To find the dimensions of \( a \) and \( b \) in the given formula \[ p = \frac{nRT}{V - b} e^{\frac{a}{RTV}} \] where \( p \) is pressure, \( n \) is the number of moles, \( T \) is temperature, \( V \) is volume, and \( R \) is the universal gas constant, we will follow these steps: ### Step 1: Find the dimensions of \( b \) The term \( V - b \) indicates that \( b \) must have the same dimensions as volume \( V \) because only quantities with the same dimensions can be added or subtracted. - The dimension of volume \( V \) is given as \( [V] = L^3 \). Thus, the dimension of \( b \) is: \[ [b] = L^3 \] ### Step 2: Find the dimensions of \( a \) The term \( \frac{a}{RTV} \) must be dimensionless because it is in the exponent of \( e \). Therefore, we need to ensure that the dimensions of \( a \) combined with the dimensions of \( R \), \( T \), and \( V \) yield a dimensionless quantity. 1. **Dimensions of \( R \)**: The universal gas constant \( R \) has dimensions derived from the ideal gas law \( PV = nRT \). Rearranging gives us \( R = \frac{PV}{nT} \). - The dimension of pressure \( p \) is \( [p] = ML^{-1}T^{-2} \). - The dimension of number of moles \( n \) is dimensionless. - The dimension of temperature \( T \) is \( [T] = \Theta \) (where \( \Theta \) represents temperature dimension).
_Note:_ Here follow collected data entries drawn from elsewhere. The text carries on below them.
//! Per-agent inter-agent message queues.
//!
//! Queue creation is lazy: the first `send` to an agent id creates its
//! queue. Queues are destroyed when the owning agent unregisters from the
//! [`crate::registry::AgentGraphRegistry`].

use std::collections::HashMap;
use std::sync::Arc;

use chrono::{DateTime, Utc};
use serde::{Deserialize, Serialize};
use tokio::sync::RwLock;

#[derive(Debug, Clone, Copy, PartialEq, Eq, Serialize, Deserialize)]
#[serde(rename_all = "snake_case")]
pub enum MessageType {
    Query,
    Instruction,
    Information,
    Result,
    Error,
}

#[derive(Debug, Clone, Copy, PartialEq, Eq, PartialOrd, Ord, Serialize, Deserialize)]
#[serde(rename_all = "snake_case")]
pub enum MessagePriority {
    Low,
    Normal,
    High,
    Urgent,
}

#[derive(Debug, Clone, Serialize, Deserialize)]
pub struct AgentMessage {
    pub id: String,
    pub from_agent: String,
    pub to_agent: String,
    pub content: String,
    pub message_type: MessageType,
    pub priority: MessagePriority,
    pub timestamp: DateTime<Utc>,
    pub read: bool,
}

/// Message queues keyed by recipient agent id, shared across clones.
#[derive(Clone, Default)]
pub struct MessageBus {
    queues: Arc<RwLock<HashMap<String, Vec<AgentMessage>>>>,
    next_id: Arc<std::sync::atomic::AtomicU64>,
}

impl MessageBus {
    pub fn new() -> Self {
        Self::default()
    }

    pub async fn create_queue(&self, agent_id: &str) {
        self.queues.write().await.entry(agent_id.to_string()).or_default();
    }

    pub async fn delete_queue(&self, agent_id: &str) {
        self.queues.write().await.remove(agent_id);
    }

    pub async fn send(
        &self,
        from_agent: impl Into<String>,
        to_agent: impl Into<String>,
        content: impl Into<String>,
        message_type: MessageType,
        priority: MessagePriority,
    ) -> AgentMessage {
        let id = self.next_id.fetch_add(1, std::sync::atomic::Ordering::SeqCst);
        let to_agent = to_agent.into();
        let message = AgentMessage {
            id: format!("msg_{id:08x}"),
            from_agent: from_agent.into(),
            to_agent: to_agent.clone(),
            content: content.into(),
            message_type,
            priority,
            timestamp: Utc::now(),
            read: false,
        };

        let mut queues = self.queues.write().await;
        queues.entry(to_agent).or_default().push(message.clone());
        message
    }

    /// Return an agent's messages in arrival order, optionally filtering
    /// to unread only and/or marking them read as a side effect.
    pub async fn receive(
        &self,
        agent_id: &str,
        unread_only: bool,
        mark_as_read: bool,
    ) -> Vec<AgentMessage> {
        let mut queues = self.queues.write().await;
        let Some(queue) = queues.get_mut(agent_id) else {
            return Vec::new();
        };

        let result: Vec<AgentMessage> = queue
            .iter()
            .filter(|m| !unread_only || !m.read)
            .cloned()
            .collect();

        if mark_as_read {
            for m in queue.iter_mut() {
                if !unread_only || !m.read {
                    m.read = true;
                }
            }
        }

        result
    }

    pub async fn has_unread(&self, agent_id: &str) -> bool {
        self.queues
            .read()
            .await
            .get(agent_id)
            .map(|q| q.iter().any(|m| !m.read))
            .unwrap_or(false)
    }
}

#[cfg(test)]
mod tests {
    use super::*;

    #[tokio::test]
    async fn test_send_creates_queue_lazily() {
        let bus = MessageBus::new();
        bus.send("user", "agent-1", "hello", MessageType::Information, MessagePriority::Normal).await;
        assert!(bus.has_unread("agent-1").await);
    }

    #[tokio::test]
    async fn test_receive_preserves_arrival_order() {
        let bus = MessageBus::new();
        bus.send("user", "agent-1", "first", MessageType::Information, MessagePriority::Normal).await;
        bus.send("user", "agent-1", "second", MessageType::Information, MessagePriority::Normal).await;

        let messages = bus.receive("agent-1", false, false).await;
        assert_eq!(messages.len(), 2);
        assert_eq!(messages[0].content, "first");
        assert_eq!(messages[1].content, "second");
    }

    #[tokio::test]
    async fn test_unread_only_then_mark_read_drains_queue() {
        let bus = MessageBus::new();
        bus.send("user", "agent-1", "hi", MessageType::Instruction, MessagePriority::High).await;

        let first = bus.receive("agent-1", true, true).await;
        assert_eq!(first.len(), 1);

        let second = bus.receive("agent-1", true, true).await;
        assert!(second.is_empty());
        assert!(!bus.has_unread("agent-1").await);
    }

    #[tokio::test]
    async fn test_delete_queue_drops_messages() {
        let bus = MessageBus::new();
        bus.send("user", "agent-1", "hi", MessageType::Information, MessagePriority::Normal).await;
        bus.delete_queue("agent-1").await;
        assert!(bus.receive("agent-1", false, false).await.is_empty());
    }
}
//! `SandboxExecutor::{Kernel, AppLevel}` — kernel-namespace isolation as the
//! primary path, with a direct-exec fallback when user namespaces aren't
//! available (nested-container deployments, locked-down kernels). Grounded
//! in the base's bash sandbox executor, corrected per the spec: the project
//! root mounts read-only, never read-write, and resource caps (memory, CPU,
//! wall clock) are enforced on every run rather than left to the caller.

use std::collections::HashMap;
use std::path::Path;
use std::process::Stdio;
use std::sync::atomic::{AtomicU8, Ordering};
use std::time::Duration;

use deepaudit_core::Error;
use tokio::io::AsyncReadExt;
use tokio::process::Command;

use super::mounts::SandboxMounts;

const MAX_OUTPUT_BYTES: usize = 512 * 1024;

/// Environment variables that leak proxy configuration from the host and
/// have no business following into a sandboxed run.
const SCRUBBED_ENV_PREFIXES: &[&str] = &["http_proxy", "https_proxy", "all_proxy", "no_proxy", "ftp_proxy"];

#[derive(Debug, Clone)]
pub struct CommandResult {
    pub success: bool,
    pub stdout: String,
    pub stderr: String,
    pub exit_code: Option<i32>,
    pub error: Option<String>,
}

#[derive(Clone)]
pub struct SandboxConfig {
    pub timeout: Duration,
    pub memory_limit_mb: u64,
    pub cpu_quota_percent: u32,
    pub network: bool,
    pub extra_env: HashMap<String, String>,
}

impl Default for SandboxConfig {
    fn default() -> Self {
        Self {
            timeout: Duration::from_secs(30),
            memory_limit_mb: 512,
            cpu_quota_percent: 100,
            network: false,
            extra_env: HashMap::new(),
        }
    }
}

/// Cached across the process lifetime: probing user namespaces on every
/// call would be wasteful and the answer never changes mid-run.
static DETECTION: AtomicU8 = AtomicU8::new(DETECTION_UNKNOWN);
const DETECTION_UNKNOWN: u8 = 0;
const DETECTION_KERNEL: u8 = 1;
const DETECTION_APP_LEVEL: u8 = 2;

pub enum SandboxExecutor {
    Kernel,
    AppLevel,
}

impl SandboxExecutor {
    /// Detect which backend this host supports, caching the result. Falls
    /// back to `AppLevel` (and logs once, at a lower trust level) when
    /// kernel namespaces are unavailable.
    pub fn detect() -> Self {
        match DETECTION.load(Ordering::Relaxed) {
            DETECTION_KERNEL => return SandboxExecutor::Kernel,
            DETECTION_APP_LEVEL => return SandboxExecutor::AppLevel,
            _ => {}
        }

        let kernel_available = probe_user_namespaces();
        DETECTION.store(if kernel_available { DETECTION_KERNEL } else { DETECTION_APP_LEVEL }, Ordering::Relaxed);

        if kernel_available {
            SandboxExecutor::Kernel
        } else {
            tracing::warn!("kernel-namespace sandbox unavailable on this host; falling back to direct-exec sandbox (reduced isolation)");
            SandboxExecutor::AppLevel
        }
    }

    pub async fn execute(&self, command: &str, mounts: &SandboxMounts, config: &SandboxConfig) -> Result<CommandResult, Error> {
        let fut = match self {
            SandboxExecutor::Kernel => self.execute_kernel(command, mounts, config),
            SandboxExecutor::AppLevel => self.execute_app_level(command, mounts, config),
        };

        match tokio::time::timeout(config.timeout, fut).await {
            Ok(result) => result,
            Err(_) => Ok(CommandResult {
                success: false,
                stdout: String::new(),
                stderr: String::new(),
                exit_code: None,
                error: Some(format!("sandboxed command timed out after {:?}", config.timeout)),
            }),
        }
    }

    #[cfg(feature = "sandbox")]
    async fn execute_kernel(&self, command: &str, mounts: &SandboxMounts, config: &SandboxConfig) -> Result<CommandResult, Error> {
        use hakoniwa::Container;

        let project_root = mounts.project_root().to_path_buf();
        let scratch_dir = mounts.scratch_dir().to_path_buf();
        let command = command.to_string();
        let env = build_env(config);

        // hakoniwa's container setup is synchronous; the actual run is the
        // part worth timing out on, so the container build happens on a
        // blocking thread and the wait happens under the caller's timeout.
        let result = tokio::task::spawn_blocking(move || -> Result<CommandResult, Error> {
            let mut container = Container::new();
            container
                .hostname("deepaudit-sandbox")
                .map_err(|e| Error::tool("sandbox", format!("failed to set sandbox hostname: {e}")))?;

            container
                .bindmount_ro(&project_root, "/project")
                .map_err(|e| Error::tool("sandbox", format!("failed to mount project root: {e}")))?;
            container
                .bindmount_rw(&scratch_dir, "/tmp")
                .map_err(|e| Error::tool("sandbox", format!("failed to mount scratch dir: {e}")))?;
            container
                .devfsmount("/dev")
                .map_err(|e| Error::tool("sandbox", format!("failed to mount devfs: {e}")))?;
            container
                .procfsmount("/proc")
                .map_err(|e| Error::tool("sandbox", format!("failed to mount procfs: {e}")))?;

            container.limit_as((config.memory_limit_mb * 1024 * 1024) as i64);
            container.limit_cpu(config.cpu_quota_percent.max(1) as i64);

            if !config.network {
                container.unshare_net();
            }

            let mut cmd = container.command("/bin/sh");
            cmd.arg("-c").arg(&command).current_dir("/project");
            for (k, v) in &env {
                cmd.env(k, v);
            }

            let output = cmd
                .output()
                .map_err(|e| Error::tool("sandbox", format!("sandboxed execution failed: {e}")))?;

            Ok(CommandResult {
                success: output.status.success(),
                stdout: cap_output(&output.stdout),
                stderr: cap_output(&output.stderr),
                exit_code: output.status.code(),
                error: None,
            })
        })
        .await
        .map_err(|e| Error::tool("sandbox", format!("sandbox worker thread panicked: {e}")))??;

        Ok(result)
    }

    #[cfg(not(feature = "sandbox"))]
    async fn execute_kernel(&self, command: &str, mounts: &SandboxMounts, config: &SandboxConfig) -> Result<CommandResult, Error> {
        self.execute_app_level(command, mounts, config).await
    }

    /// No-shell, explicit-argv fallback: the command string is tokenized
    /// and rejected outright if it contains shell metacharacters, since
    /// there's no kernel isolation backing this path to contain them.
    async fn execute_app_level(&self, command: &str, mounts: &SandboxMounts, config: &SandboxConfig) -> Result<CommandResult, Error> {
        if has_shell_operators(command) {
            return Ok(CommandResult {
                success: false,
                stdout: String::new(),
                stderr: String::new(),
                exit_code: None,
                error: Some("direct-exec sandbox rejects shell operators (|, ;, &&, >, <, `); run a single explicit command".into()),
            });
        }

        let tokens = tokenize(command);
        let Some((program, args)) = tokens.split_first() else {
            return Ok(CommandResult {
                success: false,
                stdout: String::new(),
                stderr: String::new(),
                exit_code: None,
                error: Some("empty command".into()),
            });
        };

        let mut cmd = Command::new(program);
        cmd.args(args)
            .current_dir(mounts.project_root())
            .stdin(Stdio::null())
            .stdout(Stdio::piped())
            .stderr(Stdio::piped())
            .env_clear();

        for (k, v) in build_env(config) {
            cmd.env(k, v);
        }
        cmd.env("TMPDIR", mounts.scratch_dir());

        let mut child = cmd
            .spawn()
            .map_err(|e| Error::tool("sandbox", format!("failed to spawn '{program}': {e}")))?;

        let mut stdout_buf = Vec::new();
        let mut stderr_buf = Vec::new();
        if let Some(mut out) = child.stdout.take() {
            let _ = out.read_to_end(&mut stdout_buf).await;
        }
        if let Some(mut err) = child.stderr.take() {
            let _ = err.read_to_end(&mut stderr_buf).await;
        }
        let status = child.wait().await.map_err(|e| Error::tool("sandbox", format!("failed to wait on '{program}': {e}")))?;

        Ok(CommandResult {
            success: status.success(),
            stdout: cap_output(&stdout_buf),
            stderr: cap_output(&stderr_buf),
            exit_code: status.code(),
            error: None,
        })
    }
}

fn build_env(config: &SandboxConfig) -> HashMap<String, String> {
    let mut env: HashMap<String, String> = std::env::vars()
        .filter(|(k, _)| !SCRUBBED_ENV_PREFIXES.iter().any(|p| k.to_lowercase() == *p))
        .collect();
    for (k, v) in &config.extra_env {
        env.insert(k.clone(), v.clone());
    }
    env
}

fn cap_output(bytes: &[u8]) -> String {
    let text = String::from_utf8_lossy(bytes);
    if text.len() > MAX_OUTPUT_BYTES {
        format!("{}\n...[truncated, {} bytes total]", &text[..MAX_OUTPUT_BYTES], text.len())
    } else {
        text.into_owned()
    }
}

/// Whether `command` contains characters that only mean something to a
/// shell; the direct-exec path has no shell to interpret them safely.
pub fn has_shell_operators(command: &str) -> bool {
    const OPERATORS: &[char] = &['|', ';', '&', '>', '<', '`', '$', '\n'];
    command.contains("&&") || command.contains("||") || command.chars().any(|c| OPERATORS.contains(&c))
}

/// Minimal whitespace/quote-aware tokenizer, sufficient for the explicit
/// argv the direct-exec fallback accepts (no shell operators survive
/// `has_shell_operators`, so this never needs to handle pipelines).
pub fn tokenize(command: &str) -> Vec<String> {
    let mut tokens = Vec::new();
    let mut current = String::new();
    let mut in_quotes = None;
    for c in command.trim().chars() {
        match (in_quotes, c) {
            (Some(q), c) if c == q => in_quotes = None,
            (Some(_), c) => current.push(c),
            (None, '"') | (None, '\'') => in_quotes = Some(c),
            (None, c) if c.is_whitespace() => {
                if !current.is_empty() {
                    tokens.push(std::mem::take(&mut current));
                }
            }
            (None, c) => current.push(c),
        }
    }
    if !current.is_empty() {
        tokens.push(current);
    }
    tokens
}

fn probe_user_namespaces() -> bool {
    Path::new("/proc/sys/user/max_user_namespaces")
        .metadata()
        .map(|_| true)
        .unwrap_or(false)
}

#[cfg(test)]
mod tests {
    use super::*;

    #[test]
    fn test_has_shell_operators_flags_pipe_and_chain() {
        assert!(has_shell_operators("cat a.txt | grep foo"));
        assert!(has_shell_operators("true && false"));
        assert!(!has_shell_operators("echo hello world"));
    }

    #[test]
    fn test_tokenize_respects_quotes() {
        let tokens = tokenize(r#"echo "hello world" foo"#);
        assert_eq!(tokens, vec!["echo", "hello world", "foo"]);
    }

    #[tokio::test]
    async fn test_app_level_rejects_shell_operators() {
        let dir = tempfile::tempdir().unwrap();
        let mounts = SandboxMounts::new(dir.path()).unwrap();
        let config = SandboxConfig::default();
        let executor = SandboxExecutor::AppLevel;
        let result = executor.execute_app_level("echo hi | cat", &mounts, &config).await.unwrap();
        assert!(!result.success);
        assert!(result.error.unwrap().contains("shell operators"));
    }

    #[tokio::test]
    async fn test_app_level_runs_simple_command() {
        let dir = tempfile::tempdir().unwrap();
        let mounts = SandboxMounts::new(dir.path()).unwrap();
        let config = SandboxConfig::default();
        let executor = SandboxExecutor::AppLevel;
        let result = executor.execute_app_level("echo hello", &mounts, &config).await.unwrap();
        assert!(result.success);
        assert!(result.stdout.contains("hello"));
    }
}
Thus, the dimensions of \( R \) can be calculated as: \[ [R] = \frac{ML^{-1}T^{-2} \cdot L^3}{\Theta} = ML^2T^{-2}\Theta^{-1} \] 2. **Dimensions of \( V \)**: As previously stated, \( [V] = L^3 \). 3. **Combining dimensions**: Now, we can express the dimensions of \( RTV \): \[ [RTV] = [R] \cdot [T] \cdot [V] = (ML^2T^{-2}\Theta^{-1}) \cdot \Theta \cdot L^3 = ML^5T^{-2} \] Since \( \frac{a}{RTV} \) must be dimensionless, we have: \[ [a] = [RTV] = ML^5T^{-2} \] ### Final Dimensions Thus, the dimensions of \( a \) and \( b \) are: - \( [b] = L^3 \) - \( [a] = ML^5T^{-2} \)